Machine learning model

For our main analysis, a causal probabilistic network (CPN) model – SepsisFinder – that has previously been used to predict bloodstream infection and 30-day mortality was adapted and re-trained to predict sepsis onset (Supplement Methods 1)^52,53. Variables included in the model were routine measurements of heart rate, mean arterial pressure, respiratory rate, peripheral oxygen saturation, oxygen delivery (liters/minute), mental status, c-reactive protein, white blood cell count, platelets, bilirubin, creatinine, urea, albumin, lactate, HCO3, pH, current department, and time since surgery. To adapt the model for sequential data, we introduced decay factors which limited the model’s belief in a measurement as time passed since the measurement was recorded. Measurements were filled forward without backfilling missing measurements. Only the most recent measurement, along with the time since it was measured, was used at each screening. As an input for model training, a discretized time-to-sepsis label was used.

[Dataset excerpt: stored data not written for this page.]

use crate::{
    animation::{cycle::Cycle, ease::Ease, tween::Timing, tween::Tween},
    foundation::core::{Anchor, Millis, Point, Rect, Size, Vec2},
};

/// Card attached to a hotspot marker.
#[derive(Clone, Debug, PartialEq, serde::Serialize, serde::Deserialize)]
pub struct Tooltip {
    pub title: String,
    #[serde(default)]
    pub body: Option<String>,
    /// Short step marker shown before the title ("01").
    #[serde(default)]
    pub badge: Option<String>,
    /// Pixel offset of the card's top-left from the resolved marker position.
    #[serde(default = "Tooltip::default_offset")]
    pub offset: Vec2,
    #[serde(default = "Tooltip::default_size")]
    pub size: Size,
}

impl Tooltip {
    pub fn new(title: impl Into<String>) -> Self {
        Self {
            title: title.into(),
            body: None,
            badge: None,
            offset: Self::default_offset(),
            size: Self::default_size(),
        }
    }

    /// `+32px` right and `-48px` up from the marker.
    pub fn default_offset() -> Vec2 {
        Vec2::new(32.0, -48.0)
    }

    pub fn default_size() -> Size {
        Size::new(208.0, 88.0)
    }

    pub fn body(mut self, body: impl Into<String>) -> Self {
        self.body = Some(body.into());
        self
    }

    pub fn badge(mut self, badge: impl Into<String>) -> Self {
        self.badge = Some(badge.into());
        self
    }

    pub fn offset(mut self, dx: f64, dy: f64) -> Self {
        self.offset = Vec2::new(dx, dy);
        self
    }

    pub fn size(mut self, width: f64, height: f64) -> Self {
        self.size = Size::new(width.max(0.0), height.max(0.0));
        self
    }
}

/// A bar that fills from 0 to `target` once its tooltip is revealed.
#[derive(Clone, Copy, Debug, PartialEq, serde::Serialize, serde::Deserialize)]
pub struct ProgressIndicator {
    /// Final fill fraction in `[0, 1]`.
    pub target: f64,
    #[serde(default = "ProgressIndicator::default_duration")]
    pub duration: Millis,
}

impl ProgressIndicator {
    pub fn new(target: f64) -> Self {
        let clamped = crate::foundation::math::clamp_unit(target);
        if clamped != target {
            tracing::warn!(target, clamped, "progress target outside [0, 1], clamped");
        }
        Self {
            target: clamped,
            duration: Self::default_duration(),
        }
    }

    pub fn default_duration() -> Millis {
        Millis(700)
    }

    pub fn duration(mut self, duration: Millis) -> Self {
        self.duration = duration;
        self
    }
}

/// Fill state of a mounted [`ProgressIndicator`].
///
/// The fill starts once and is never replayed: later start requests are ignored and the
/// value holds at the target after the fill completes.
#[derive(Clone, Debug, PartialEq)]
pub struct ProgressState {
    indicator: ProgressIndicator,
    fill: Option<Tween<f64>>,
}

impl ProgressState {
    pub fn new(indicator: ProgressIndicator) -> Self {
        Self {
            indicator: ProgressIndicator::new(indicator.target).duration(indicator.duration),
            fill: None,
        }
    }

    pub fn indicator(&self) -> ProgressIndicator {
        self.indicator
    }

    pub fn is_started(&self) -> bool {
        self.fill.is_some()
    }

    /// Begin filling at `at`. Returns `false` if the fill was already started.
    pub fn start(&mut self, at: Millis) -> bool {
        if self.fill.is_some() {
            return false;
        }
        let timing = Timing {
            delay: Millis::ZERO,
            duration: self.indicator.duration,
            ease: Ease::Linear,
        };
        self.fill = Some(Tween::new(0.0, self.indicator.target, at, timing));
        true
    }

    /// Jump straight to the target, used when content renders pre-revealed.
    pub fn finish(&mut self) -> bool {
        if self.fill.is_some() {
            return false;
        }
        let timing = Timing {
            delay: Millis::ZERO,
            duration: Millis::ZERO,
            ease: Ease::Linear,
        };
        self.fill = Some(Tween::new(
            self.indicator.target,
            self.indicator.target,
            Millis::ZERO,
            timing,
        ));
        true
    }

    /// Fill fraction at `now`, never above the target.
    pub fn fill(&self, now: Millis) -> f64 {
        match &self.fill {
            None => 0.0,
            Some(t) => t.sample(now).clamp(0.0, self.indicator.target),
        }
    }
}

/// Looping animation carried by a hotspot marker.
#[derive(Clone, Copy, Debug, Default, PartialEq, Eq, serde::Serialize, serde::Deserialize)]
#[serde(rename_all = "snake_case")]
pub enum PulseKind {
    #[default]
    Pulse,
    Glow,
    /// Vertical bob.
    Float,
    None,
}

impl PulseKind {
    pub fn cycle(self) -> Option<Cycle> {
        match self {
            Self::Pulse => Some(Cycle::pulse()),
            Self::Glow => Some(Cycle::glow()),
            Self::Float => Some(Cycle::float()),
            Self::None => None,
        }
    }
}

/// A point annotation over a viewfinder.
#[derive(Clone, Debug, PartialEq, serde::Serialize, serde::Deserialize)]
pub struct Hotspot {
    pub label: String,
    pub anchor: Anchor,
    pub tooltip: Tooltip,
    #[serde(default)]
    pub pulse: PulseKind,
    #[serde(default)]
    pub progress: Option<ProgressIndicator>,
    /// Marker diameter in pixels.
    #[serde(default = "Hotspot::default_marker_size")]
    pub marker_size: f64,
}

impl Hotspot {
    pub fn new(label: impl Into<String>, anchor: Anchor, tooltip: Tooltip) -> Self {
        Self {
            label: label.into(),
            anchor,
            tooltip,
            pulse: PulseKind::Pulse,
            progress: None,
            marker_size: Self::default_marker_size(),
        }
    }

    pub fn default_marker_size() -> f64 {
        24.0
    }

    pub fn pulse(mut self, pulse: PulseKind) -> Self {
        self.pulse = pulse;
        self
    }

    pub fn progress(mut self, progress: ProgressIndicator) -> Self {
        self.progress = Some(progress);
        self
    }

    /// Resolve against the container's current size. Offsets apply after the fractional
    /// anchor is turned into pixels, so the card keeps its distance from the marker at
    /// every size.
    pub fn resolve(&self, size: Size) -> ResolvedHotspot {
        let marker = self.anchor.resolve(size);
        ResolvedHotspot {
            marker,
            tooltip: Rect::from_origin_size(marker + self.tooltip.offset, self.tooltip.size),
        }
    }
}

/// Container-local pixel placement of a hotspot.
#[derive(Clone, Copy, Debug, PartialEq, serde::Serialize)]
pub struct ResolvedHotspot {
    pub marker: Point,
    pub tooltip: Rect,
}

impl ResolvedHotspot {
    /// Move from container-local into document coordinates.
    pub fn translated(self, origin: Point) -> Self {
        let d = origin.to_vec2();
        Self {
            marker: self.marker + d,
            tooltip: self.tooltip + d,
        }
    }
}

#[cfg(test)]
#[path = "../../tests/unit/overlay/hotspot.rs"]
mod tests;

In addition to the SepsisFinder model, we trained a gradient-boosting decision tree (GBDT) model using the LightGBM framework as a purely data-driven machine learning comparator⁵⁴. The GBDT model was trained using the same data available to SepsisFinder. Basic hyperparameter tuning was performed via a grid search across the following parameters: max depth, number of iterations, l1 and l2 regularization. The best hyperparameters were selected based on tenfold cross-validation using the training set.

Performance assessment

The intended use case was a clinical screening tool for assessing the risk of sepsis within the next 48 h. Discrimination was calculated using AUROC and APR based on individual screens, with bootstrapped confidence intervals (CI) (Supplement Methods 2). A prediction was generated on all hospitalizations once every hour, providing a new variable was registered, from admission to either sepsis, ICU-admission, discharge, or death. The performance of SepsisFinder was compared with the GBDT model to contrast a different model (machine learning comparator), and with the routinely used warning score NEWS2 to reflect how sepsis prediction is performed today (current practice comparator)⁶. The NEWS2 was calculated for every time point at which at least one of the score’s components were available. To reflect how NEWS2 is used in practice, missing values were not carried forward from earlier time points. The alarm of both SepsisFinder, GBDT and NEWS2 was silenced for 48 h after each positive trigger, to simulate a situation where healthcare providers are thought to act on a threshold-based warning system (Fig. 1). Three operating points for SepsisFinder and GBDT were chosen to match the sensitivity of the standard clinical decision-making thresholds for NEWS2: NEWS2 = 5 and NEWS2 = 7, and the threshold that gave closest to 85% sensitivity. Timeliness of the true positive alert, defined as hours before sepsis onset, was assessed for each threshold in the true positive cases, and compared using the Mann–Whitney U test. To further evaluate clinical utility of SepsisFinder and GBDT, timeliness of alarm before antibiotic administration in the true positive sepsis cases were also assessed. Two-sided P-values < 0.05 were considered statistically significant. Analyses were performed in R and Python⁵⁵.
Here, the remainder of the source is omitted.